Afia Cafe
Where to find some of the finest pastichio, moussaka, and moi-moi in Austin
Reviewed by Rachel Feit, Fri., Oct. 3, 2003
Afia Cafe
6929 Airport #125, 450-1101
Monday-Saturday, 11am-10pm
Have you been dreaming of a bitter-leaf soup? Scouring the city for a steaming bowl of Ogbono? Well, look no more. Austin now has its very own restaurant serving authentic West African foods (and a few Caribbean specialties, as well). Not for the gastronomically timid, this restaurant makes few concessions to American tastes. Beef stew usually features beef tripe in addition to chunks of sinewy beef, and fish soup will have bones. Americans unfamiliar with West African cuisine should go with an open mind; homesick West Africans should just go. With a mainly African clientele and a Nigerian-born cook (who studied catering in her home country), Afia couldn't get any more real.
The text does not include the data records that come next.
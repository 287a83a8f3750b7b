//! Bounded retention of concept subsets.
//!
//! A pool retains concepts along with their subsets. With a negative minimum
//! it retains everything. With a non-negative minimum `min` its capacity is
//!
//! ```text
//! max(min, round((necessary + uncovered) * FACTOR))
//! ```
//!
//! where `necessary` is the number of necessary subsets and `uncovered` the
//! number of elements no subset covers. Over capacity, the non-necessary
//! subset with the lowest utility per cost is evicted, utility being the sum
//! over its elements of `1 / coverage`. Once something was evicted the pool
//! is not *exhaustive* anymore: some admitted concepts are not in it.

use crate::common::* ;
use crate::common::consts::{ pool::FACTOR, cost::FREQ_EXPONENT } ;
use crate::concept::{ Concept, ConceptMap } ;
use crate::cover::{ Subset, SubsetRegistry } ;

/// Bounded pool of concept subsets.
#[derive(Clone)]
pub struct Pool {
  /// Minimum retention, negative for unbounded.
  min: isize,
  /// Number of elements.
  universe: usize,
  /// Subsets of the concepts retained.
  subsets: ConceptMap<Subset>,
  /// Concepts by elements and cost indices, if indexed.
  by_sets: Option< HashMap<(IdxSet, IdxSet), Concept> >,
  /// Necessity of the subsets.
  registry: SubsetRegistry<Concept>,
  /// False if something was evicted.
  exhaustive: bool,
}

impl Pool {
  /// Constructor.
  ///
  /// If `indexed`, equal subsets are detected with a map instead of a scan.
  pub fn new(min: isize, universe: usize, indexed: bool, enhanced: bool) -> Self {
    Pool {
      min, universe,
      subsets: ConceptMap::with_capacity(107),
      by_sets: if indexed { Some( HashMap::new() ) } else { None },
      registry: SubsetRegistry::of_kind(enhanced),
      exhaustive: true,
    }
  }

  /// Empty pool with the same settings.
  pub fn empty_copy(& self) -> Self {
    Pool::new(
      self.min, self.universe, self.by_sets.is_some(),
      self.registry.is_enhanced()
    )
  }

  /// Number of concepts retained.
  #[inline]
  pub fn len(& self) -> usize { self.subsets.len() }
  /// True if the pool is empty.
  #[inline]
  pub fn is_empty(& self) -> bool { self.subsets.is_empty() }
  /// True if the concept is retained.
  #[inline]
  pub fn contains(& self, concept: & Concept) -> bool {
    self.subsets.contains_key(concept)
  }
  /// True if no admitted concept was evicted.
  #[inline]
  pub fn is_exhaustive(& self) -> bool { self.exhaustive }
  /// Number of elements.
  #[inline]
  pub fn universe(& self) -> usize { self.universe }
  /// True if bounded.
  #[inline]
  pub fn is_bounded(& self) -> bool { self.min >= 0 }

  /// Subset of a concept.
  #[inline]
  pub fn subset(& self, concept: & Concept) -> Option<& Subset> {
    self.subsets.get(concept)
  }
  /// Concepts retained.
  pub fn concepts(& self) -> impl Iterator<Item = & Concept> {
    self.subsets.keys()
  }
  /// Concepts and subsets retained.
  pub fn iter(& self) -> impl Iterator<Item = (& Concept, & Subset)> {
    self.subsets.iter()
  }
  /// Necessity registry.
  #[inline]
  pub fn registry(& self) -> & SubsetRegistry<Concept> { & self.registry }

  /// Number of elements no subset covers.
  pub fn uncovered_count(& self) -> usize {
    self.registry.uncovered_count(self.universe)
  }

  /// Capacity, `None` if unbounded.
  pub fn capacity(& self) -> Option<usize> {
    if self.min < 0 {
      return None
    }
    let scaled = (
      (self.registry.count_necessary() + self.uncovered_count()) as f64
      * FACTOR
    ).round() as usize ;
    Some( ::std::cmp::max(self.min as usize, scaled) )
  }

  /// Retained concept with the same elements and cost indices.
  fn equal_subset(& self, subset: & Subset) -> Option<Concept> {
    if let Some(by_sets) = self.by_sets.as_ref() {
      by_sets.get(
        & ( subset.elems.clone(), subset.cost_idxs.clone() )
      ).cloned()
    } else {
      self.subsets.iter().find(
        |& (_, s)| s.elems == subset.elems && s.cost_idxs == subset.cost_idxs
      ).map(|(c, _)| c.clone())
    }
  }

  /// Inserts a concept. Returns true if it is retained.
  ///
  /// A concept whose subset is equal to a retained one is rejected, unless
  /// it is strictly cheaper in which case it replaces it.
  pub fn insert(& mut self, concept: Concept, subset: Subset) -> bool {
    if self.contains(& concept) {
      return false
    }
    if let Some(other) = self.equal_subset(& subset) {
      let other_cost = self.subsets.get(& other).map(
        |s| s.cost
      ).unwrap_or(::std::f64::INFINITY) ;
      if subset.cost >= other_cost {
        return false
      }
      self.remove(& other) ;
    }

    self.registry.add( concept.clone(), subset.elems.clone() ) ;
    if let Some(by_sets) = self.by_sets.as_mut() {
      by_sets.insert(
        ( subset.elems.clone(), subset.cost_idxs.clone() ), concept.clone()
      ) ;
    }
    self.subsets.insert( concept.clone(), subset ) ;

    let mut retained = true ;
    while let Some(capacity) = self.capacity() {
      if self.len() <= capacity {
        break
      }
      if let Some(worst) = self.worst() {
        if worst == concept {
          retained = false
        }
        self.remove(& worst) ;
        self.exhaustive = false
      } else {
        break
      }
    }
    retained
  }

  /// Non-necessary concept with the lowest utility per cost.
  fn worst(& self) -> Option<Concept> {
    let mut worst: Option<(& Concept, f64)> = None ;
    for (concept, subset) in self.subsets.iter() {
      if self.registry.is_necessary(concept) {
        continue
      }
      let utility: f64 = subset.elems.iter().map(
        |idx| 1.0 / (
          self.registry.coverage(idx) as f64
        ).powf(FREQ_EXPONENT)
      ).sum() ;
      let value = utility / subset.cost.max(::std::f64::MIN_POSITIVE) ;
      let is_worse = worst.map(|(_, v)| value < v).unwrap_or(true) ;
      if is_worse {
        worst = Some( (concept, value) )
      }
    }
    worst.map(|(concept, _)| concept.clone())
  }

  /// Removes a concept, returns its subset.
  pub fn remove(& mut self, concept: & Concept) -> Option<Subset> {
    let subset = self.subsets.remove(concept) ? ;
    self.registry.remove(concept) ;
    if let Some(by_sets) = self.by_sets.as_mut() {
      by_sets.remove(
        & ( subset.elems.clone(), subset.cost_idxs.clone() )
      ) ;
    }
    Some(subset)
  }

  /// Marks the pool as not exhaustive.
  pub fn set_not_exhaustive(& mut self) {
    self.exhaustive = false
  }
}


#[cfg(test)]
mod test {
  use super::* ;
  use crate::concept::{ Factory, TablePred } ;

  fn set(idxs: & [usize]) -> IdxSet {
    idxs.iter().cloned().collect()
  }

  fn concepts(count: usize) -> Vec<Concept> {
    let fact = Factory::of_counts(4, 4) ;
    (0 .. count).map(
      |i| fact.lit(
        TablePred::new(format!("p_{}", i), 1.0, set(& []), set(& [])).share(),
        false
      )
    ).collect()
  }

  #[test]
  fn unbounded() {
    let cs = concepts(3) ;
    let mut pool = Pool::new(-1, 4, true, false) ;
    assert!( pool.insert( cs[0].clone(), Subset::new(set(& [0, 1]), 1.0) ) ) ;
    assert!( ! pool.insert( cs[0].clone(), Subset::new(set(& [0, 1]), 1.0) ) ) ;
    assert!( pool.insert( cs[1].clone(), Subset::new(set(& [1]), 1.0) ) ) ;
    assert!( pool.insert( cs[2].clone(), Subset::new(set(& [2]), 1.0) ) ) ;
    assert_eq!( pool.len(), 3 ) ;
    assert!( pool.is_exhaustive() ) ;
    assert_eq!( pool.capacity(), None )
  }

  #[test]
  fn equal_subsets() {
    for indexed in vec![true, false] {
      let cs = concepts(3) ;
      let mut pool = Pool::new(-1, 4, indexed, false) ;
      assert!( pool.insert( cs[0].clone(), Subset::new(set(& [0, 1]), 2.0) ) ) ;
      // Same subset, not cheaper.
      assert!( ! pool.insert( cs[1].clone(), Subset::new(set(& [0, 1]), 2.0) ) ) ;
      // Same subset, cheaper.
      assert!( pool.insert( cs[2].clone(), Subset::new(set(& [0, 1]), 1.0) ) ) ;
      assert_eq!( pool.len(), 1 ) ;
      assert!( pool.contains(& cs[2]) && ! pool.contains(& cs[0]) ) ;
      pool.registry().check().unwrap()
    }
  }

  #[test]
  fn bounded_eviction() {
    let cs = concepts(3) ;
    // Capacity is max(1, round((necessary + uncovered) * 5)).
    let mut pool = Pool::new(1, 1, true, false) ;
    assert!( pool.insert( cs[0].clone(), Subset::new(set(& [0]), 1.0) ) ) ;
    assert_eq!( pool.capacity(), Some(5) ) ;
    // Nothing is necessary once two subsets cover element 0, the capacity
    // drops to the minimum and the more expensive subset goes.
    assert!(
      ! pool.insert(
        cs[1].clone(), Subset::with_cost_idxs(set(& [0]), set(& [1]), 2.0)
      )
    ) ;
    assert_eq!( pool.len(), 1 ) ;
    assert!( pool.contains(& cs[0]) ) ;
    assert!( ! pool.is_exhaustive() ) ;
    // A cheaper one replaces the retained one.
    assert!( pool.insert( cs[2].clone(), Subset::new(set(& [0]), 0.5) ) ) ;
    assert_eq!( pool.len(), 1 ) ;
    assert!( pool.contains(& cs[2]) ) ;
    pool.registry().check().unwrap()
  }
}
Culinary explorers bold enough to make the trek up to the Highland Village shopping center will discover some rare jewels there. Afia's Chicken Stew With Plantains ($5.99) features tender-fried chicken parts smothered in a smart, spicy sauce redolent with tomatoes, onions, and curry spices. The same sauce can also be matched with moist-fried fish, goat meat, or beef (various prices). Afia's Caribbean Chicken Curry ($6.99), made with creamy coconut milk, tomatoes, and spices, will be recognizable and pleasing to anyone who loves South Asian curries. Or try the Moi-Moi: savory steamed bean cakes filled with boiled eggs and meat ($2). The truly bold should consider the Egusi soup ($7.99), an herby stew made with ground melon seeds, chiles, okra, and your meat of choice. Served over fufu, a doughy yam-flour dumpling, this soup is undeniably slimy, yet surprisingly toothsome.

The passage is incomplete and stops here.